The one thing everyone enjoyed were roses. Old-fashioned, scented English roses. One morning, Grandma got out of bed and went to the big bay window overlookin­g the garden. She couldn’t speak but she spoke. ‘Look at the Queen of Denmark.’ I scrambled off the bed and went to the window. (It is the name of a beautiful rose with a powerful scent.) We stood together. She touched my head. Then, she walked through the window, into the garden, and along the rose hedge.

It was so natural. There she was, in the garden, among the flowers she loved.

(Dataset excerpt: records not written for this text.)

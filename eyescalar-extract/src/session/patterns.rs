//! Gaze pattern detection between image and disc regions
//!
//! - Immediate pattern: a single disc fixation whose previous and next
//!   fixations are both on the image.
//! - Extended pattern: the run of fixations strictly between two image
//!   fixations, classified by which discs occur in it.

use crate::region::{Region, Side};
use serde::Serialize;

/// Classification of an extended pattern run
#[derive(Debug, Clone, Copy, PartialEq, Eq, Hash, Serialize)]
#[serde(rename_all = "snake_case")]
pub enum ExtendedClass {
    Left,
    Right,
    Both,
}

impl ExtendedClass {
    /// Class of a run from the discs seen in it, `None` if neither occurred
    pub fn from_sides(saw_left: bool, saw_right: bool) -> Option<Self> {
        match (saw_left, saw_right) {
            (true, false) => Some(ExtendedClass::Left),
            (false, true) => Some(ExtendedClass::Right),
            (true, true) => Some(ExtendedClass::Both),
            (false, false) => None,
        }
    }
}

#[derive(Debug, Clone, Copy, PartialEq, Eq, Serialize)]
pub struct ImmediatePattern {
    pub time: i64,
    pub side: Side,
}

#[derive(Debug, Clone, Copy, PartialEq, Eq, Serialize)]
pub struct ExtendedPattern {
    pub start_time: i64,
    pub class: ExtendedClass,
}

/// Run of fixations since the last image fixation
#[derive(Debug, Clone, Copy, Default)]
struct OpenRun {
    start_time: Option<i64>,
    saw_left: bool,
    saw_right: bool,
}

/// Tracks extended pattern runs over a region sequence
///
/// Nothing is reported before the first image fixation; each later image
/// fixation closes the run opened by the one before it.
#[derive(Debug, Clone, Default)]
pub struct ExtendedRunTracker {
    run: Option<OpenRun>,
}

impl ExtendedRunTracker {
    /// Feed the next fixation, returning the pattern it closes
    pub fn observe(&mut self, time: i64, region: Region) -> Option<ExtendedPattern> {
        match region {
            Region::Image => {
                let closed = self.run.take().and_then(|run| {
                    let class = ExtendedClass::from_sides(run.saw_left, run.saw_right)?;
                    Some(ExtendedPattern {
                        start_time: run.start_time?,
                        class,
                    })
                });
                self.run = Some(OpenRun::default());
                closed
            }
            _ => {
                if let Some(run) = self.run.as_mut() {
                    run.start_time.get_or_insert(time);
                    match region {
                        Region::Left => run.saw_left = true,
                        Region::Right => run.saw_right = true,
                        Region::Image | Region::Background => {}
                    }
                }
                None
            }
        }
    }
}

/// Immediate and extended pattern detector for one session
#[derive(Debug, Clone, Default)]
pub struct PatternDetector {
    immediate: Vec<ImmediatePattern>,
    extended: Vec<ExtendedPattern>,
    runs: ExtendedRunTracker,
}

impl PatternDetector {
    /// Feed the next fixation
    ///
    /// # Arguments
    /// * `time` - Corrected start time of the fixation
    /// * `region` - Region of the fixation
    /// * `previous` - Region of the previous fixation as reported by the tracker
    /// * `next` - Region of the next fixation as reported by the tracker
    ///
    /// # Returns
    /// The class of the extended pattern closed by this fixation, if any
    pub fn push(&mut self, time: i64, region: Region, previous: Region, next: Region) -> Option<ExtendedClass> {
        if previous == Region::Image && next == Region::Image {
            if let Some(side) = region.side() {
                self.immediate.push(ImmediatePattern { time, side });
            }
        }

        let closed = self.runs.observe(time, region)?;
        self.extended.push(closed);
        Some(closed.class)
    }

    pub fn immediate(&self) -> &[ImmediatePattern] {
        &self.immediate
    }

    pub fn extended(&self) -> &[ExtendedPattern] {
        &self.extended
    }

    pub fn into_parts(self) -> (Vec<ImmediatePattern>, Vec<ExtendedPattern>) {
        (self.immediate, self.extended)
    }
}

I heard someone coming downstairs. It was my mother. I ran into the hall and told her that Grandma was in the garden with the Queen of Denmark. At that moment the telephone on the hall table began to ring. This was in the 1960s, but the telephone was from the 1920s. My mother picked up the receiver and the base; speaking and listening were in two parts on those telephones. ‘Hello. Woodfield House. Hello?’ There was no one there.

We went into the sitting room. Grandma was in bed. Grandma was dead.

To this day I can’t explain what happened that day. I know I wasn’t frightened, and I can still see the scene clearly. It seemed like part of everything else – a world not clearly divided, but entangled.

Later, my mother cut bunches of roses to fill the room. When I was in a position to have a garden of my own, I bought that shrub rose, and planted it. I too love old-fashioned English roses, but more than that, it is a living connection to an event I can’t forget and I can’t explain.